The day prior to the Ixtoc blowout, the drill bit hit an area of soft strata. As a result of the strata, the circulation of drilling mud was lost resulting in a loss of hydrostatic pressure in the shaft. Instead of the mud returning to the surface, the drilling mud escaped into fractures that had formed in the rock at the bottom of the drilling hole. Pemex officials at the time decided to remove the drill bit, run the drill pipe back into the hole and pump materials down this open-ended drill pipe in an effort to seal off the fractures that were in effect creating the loss of circulation.
During the process of removing the pipe on the Sedco 135F, the mud suddenly began to flow back up towards the surface, and by removing the drill-string the well was swabbed leading to a kick. Normally, this flow could have been prevented by activating shear rams contained in the blowout preventer (BOP). These rams are designed to sever and seal off the well on the ocean floor; however in this case the drill collars had been brought in line with the BOP and the BOP rams were not able to sever the thick steel walls of the drill collars leading to a catastrophic blowout.

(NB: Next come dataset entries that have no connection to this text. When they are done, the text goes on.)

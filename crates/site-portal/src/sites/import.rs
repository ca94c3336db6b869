use std::io::Read;
use std::path::Path;

use serde_json::{Map, Value};

use crate::evaluation::SiteInputs;

use super::domain::SiteSubmission;

#[derive(Debug)]
pub enum SiteImportError {
    Io(std::io::Error),
    Csv(csv::Error),
    MissingNameColumn,
}

impl std::fmt::Display for SiteImportError {
    fn fmt(&self, f: &mut std::fmt::Formatter<'_>) -> std::fmt::Result {
        match self {
            SiteImportError::Io(err) => write!(f, "failed to read site sheet: {}", err),
            SiteImportError::Csv(err) => write!(f, "invalid site CSV data: {}", err),
            SiteImportError::MissingNameColumn => {
                write!(f, "site sheet needs a 'name' column")
            }
        }
    }
}

impl std::error::Error for SiteImportError {
    fn source(&self) -> Option<&(dyn std::error::Error + 'static)> {
        match self {
            SiteImportError::Io(err) => Some(err),
            SiteImportError::Csv(err) => Some(err),
            SiteImportError::MissingNameColumn => None,
        }
    }
}

impl From<std::io::Error> for SiteImportError {
    fn from(err: std::io::Error) -> Self {
        Self::Io(err)
    }
}

impl From<csv::Error> for SiteImportError {
    fn from(err: csv::Error) -> Self {
        Self::Csv(err)
    }
}

/// Reads a spreadsheet of candidate sites, one row per site.
///
/// `name` is required and `location` optional; every other header is treated as
/// an evaluation input keyed by its form field name (`gasVolume`, `zoning`, ...).
/// Blank cells are left unset.
pub struct SiteCsvImporter;

impl SiteCsvImporter {
    pub fn from_path<P: AsRef<Path>>(path: P) -> Result<Vec<SiteSubmission>, SiteImportError> {
        let file = std::fs::File::open(path)?;
        Self::from_reader(file)
    }

    pub fn from_reader<R: Read>(reader: R) -> Result<Vec<SiteSubmission>, SiteImportError> {
        let mut csv_reader = csv::ReaderBuilder::new()
            .trim(csv::Trim::All)
            .flexible(true)
            .from_reader(reader);

        let headers = csv_reader.headers()?.clone();
        let name_column = column(&headers, "name").ok_or(SiteImportError::MissingNameColumn)?;
        let location_column = column(&headers, "location");

        let mut submissions = Vec::new();
        for row in csv_reader.records() {
            let row = row?;
            let name = row.get(name_column).unwrap_or_default().to_string();
            if name.is_empty() {
                continue;
            }

            let location = location_column
                .and_then(|index| row.get(index))
                .unwrap_or_default()
                .to_string();

            let mut bag = Map::new();
            for (index, (header, cell)) in headers.iter().zip(row.iter()).enumerate() {
                if index == name_column || Some(index) == location_column || cell.is_empty() {
                    continue;
                }
                bag.insert(header.to_string(), Value::String(cell.to_string()));
            }

            submissions.push(SiteSubmission {
                name,
                location,
                inputs: SiteInputs::from_attribute_bag(Value::Object(bag)),
            });
        }

        Ok(submissions)
    }
}

fn column(headers: &csv::StringRecord, wanted: &str) -> Option<usize> {
    headers
        .iter()
        .position(|header| header.eq_ignore_ascii_case(wanted))
}
use super::inputs::{
    AirPermitPathway, AirQualityZone, PermitType, PhaseIStatus, PoliticalClimate, SiteInputs,
    WaterSource, Zoning,
};
use serde::Serialize;

const BASE_MONTHS: u32 = 8;
const MIN_MONTHS: u32 = 6;
const MAX_MONTHS: u32 = 30;

/// Months from site control to a de-risked, marketable asset.
#[derive(Debug, Clone, Copy, PartialEq, Eq, Serialize)]
pub struct Timeline {
    pub low: u32,
    pub high: u32,
    pub base: u32,
}

impl Timeline {
    pub fn years(&self) -> f64 {
        f64::from(self.high) / 12.0
    }
}

/// Base schedule plus the delay each adverse finding adds.
///
/// The band opens two months before the expected schedule and closes on it,
/// bounded to `[6, 30]` months.
pub(crate) fn estimate_timeline(inputs: &SiteInputs) -> Timeline {
    let mut months = BASE_MONTHS;

    if inputs.pipeline_distance > 3.0 {
        months += 2;
    }
    if inputs.phase_i_status == Some(PhaseIStatus::Flagged) {
        months += 3;
    }
    if inputs.water_source == Some(WaterSource::Contested) {
        months += 2;
    }
    if inputs.air_quality_zone == Some(AirQualityZone::NonAttainment) {
        months += 3;
    }
    if inputs.air_permit_pathway == Some(AirPermitPathway::NotIdentified) {
        months += 2;
    }
    months += match inputs.permit_type {
        Some(PermitType::Psd) => 4,
        Some(PermitType::Major) => 2,
        _ => 0,
    };
    months += match inputs.political_climate {
        Some(PoliticalClimate::Hostile) => 4,
        Some(PoliticalClimate::Unknown) => 1,
        _ => 0,
    };
    months += match inputs.zoning {
        Some(Zoning::RezoningNeeded) => 4,
        Some(Zoning::VarianceNeeded) => 2,
        _ => 0,
    };

    let base = months.min(MAX_MONTHS);
    Timeline {
        low: base.saturating_sub(2).max(MIN_MONTHS),
        high: base,
        base,
    }
}
use site_portal_api::run;

#[tokio::main]
async fn main() {
    if let Err(err) = run().await {
        eprintln!("application error: {err}");
        std::process::exit(1);
    }
}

The drilling mud was followed by a large quantity of oil and gas which were increasing in volume. The fumes from the oil and gas ultimately exploded on contact with the operating pump motors, which began a fire and ultimately led to the demise of the Sedco 135F drilling tower. The collapse in turn created damage to the underlying well structures as well which led to the release of significant quantities of oil into the Gulf, with estimates ranging from 139.818 to 147.84 million gallons of oil, or 3.329 to 3.52 million barrels of oil.

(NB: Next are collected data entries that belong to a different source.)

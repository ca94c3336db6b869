use crate::evaluation::{FundSettings, FundSettingsError};
use std::env;
use std::fmt;
use std::net::{IpAddr, SocketAddr};

/// Distinguishes runtime behavior for different stages of the service.
#[derive(Debug, Clone, Copy, PartialEq, Eq)]
pub enum AppEnvironment {
    Development,
    Test,
    Production,
}

impl AppEnvironment {
    fn from_str(value: &str) -> Self {
        match value.trim().to_ascii_lowercase().as_str() {
            "prod" | "production" => Self::Production,
            "test" | "ci" => Self::Test,
            _ => Self::Development,
        }
    }
}

/// Top-level configuration for the application.
#[derive(Debug, Clone)]
pub struct AppConfig {
    pub environment: AppEnvironment,
    pub server: ServerConfig,
    pub telemetry: TelemetryConfig,
    /// Fund record activated at startup until an operator replaces it.
    pub fund: FundSettings,
}

impl AppConfig {
    pub fn load() -> Result<Self, ConfigError> {
        dotenvy::dotenv().ok();

        let environment = AppEnvironment::from_str(
            &env::var("APP_ENV").unwrap_or_else(|_| "development".to_string()),
        );

        let host = env::var("APP_HOST").unwrap_or_else(|_| "127.0.0.1".to_string());
        let port = env::var("APP_PORT")
            .unwrap_or_else(|_| "3000".to_string())
            .parse::<u16>()
            .map_err(|_| ConfigError::InvalidPort)?;

        let log_level = env::var("APP_LOG_LEVEL").unwrap_or_else(|_| "info".to_string());

        let defaults = FundSettings::default();
        let fund = FundSettings {
            fund_size: fund_var("FUND_SIZE", defaults.fund_size)?,
            pref_return: fund_var("FUND_PREF_RETURN", defaults.pref_return)?,
            lp_split: fund_var("FUND_LP_SPLIT", defaults.lp_split)?,
            gp_split: fund_var("FUND_GP_SPLIT", defaults.gp_split)?,
            management_fee: fund_var("FUND_MANAGEMENT_FEE", defaults.management_fee)?,
            commitment_fee_per_m: fund_var(
                "FUND_COMMITMENT_FEE_PER_M",
                defaults.commitment_fee_per_m,
            )?,
        };
        fund.validate().map_err(ConfigError::InvalidFund)?;

        Ok(Self {
            environment,
            server: ServerConfig { host, port },
            telemetry: TelemetryConfig { log_level },
            fund,
        })
    }
}

fn fund_var(name: &'static str, default: f64) -> Result<f64, ConfigError> {
    match env::var(name) {
        Ok(raw) => raw
            .trim()
            .parse::<f64>()
            .ok()
            .filter(|value| value.is_finite())
            .ok_or(ConfigError::InvalidFundValue { name, value: raw }),
        Err(_) => Ok(default),
    }
}

/// Settings controlling the HTTP server binding.
#[derive(Debug, Clone)]
pub struct ServerConfig {
    pub host: String,
    pub port: u16,
}

impl ServerConfig {
    pub fn socket_addr(&self) -> Result<SocketAddr, ConfigError> {
        if self.host.eq_ignore_ascii_case("localhost") {
            return Ok(SocketAddr::new(IpAddr::from([127, 0, 0, 1]), self.port));
        }

        let ip: IpAddr = self
            .host
            .parse()
            .map_err(|source| ConfigError::InvalidHost { source })?;

        Ok(SocketAddr::new(ip, self.port))
    }
}

/// Tracing and metrics controls.
#[derive(Debug, Clone)]
pub struct TelemetryConfig {
    pub log_level: String,
}

#[derive(Debug)]
pub enum ConfigError {
    InvalidPort,
    InvalidHost { source: std::net::AddrParseError },
    InvalidFundValue { name: &'static str, value: String },
    InvalidFund(FundSettingsError),
}

impl fmt::Display for ConfigError {
    fn fmt(&self, f: &mut fmt::Formatter<'_>) -> fmt::Result {
        match self {
            ConfigError::InvalidPort => write!(f, "APP_PORT must be a valid u16"),
            ConfigError::InvalidHost { .. } => {
                write!(f, "APP_HOST must parse to an IPv4 or IPv6 address")
            }
            ConfigError::InvalidFundValue { name, value } => {
                write!(f, "{name} must be a finite number (found '{value}')")
            }
            ConfigError::InvalidFund(err) => write!(f, "configured fund is out of range: {err}"),
        }
    }
}

impl std::error::Error for ConfigError {
    fn source(&self) -> Option<&(dyn std::error::Error + 'static)> {
        match self {
            ConfigError::InvalidPort | ConfigError::InvalidFundValue { .. } => None,
            ConfigError::InvalidHost { source } => Some(source),
            ConfigError::InvalidFund(err) => Some(err),
        }
    }
}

According to local residents at the time, the oil covered the reefs and washed up on the shores. Fish were killed and octopuses were buried under the oil that filled the gaps between the rocks where they lived. Where it washed ashore, it was up to a foot deep in some locations. The prevailing winds sent the oil spill north where it covered nearly 170 miles of US beaches. Fishing was either restricted or altogether banned by the Mexican authorities in the contaminated areas both north and south of the well. Fish and octopus commercial catch levels lowered 50 to 70% from the previous year. Some of the larger aquatic species with longer life spans took years to recover from the Ixtoc I spill.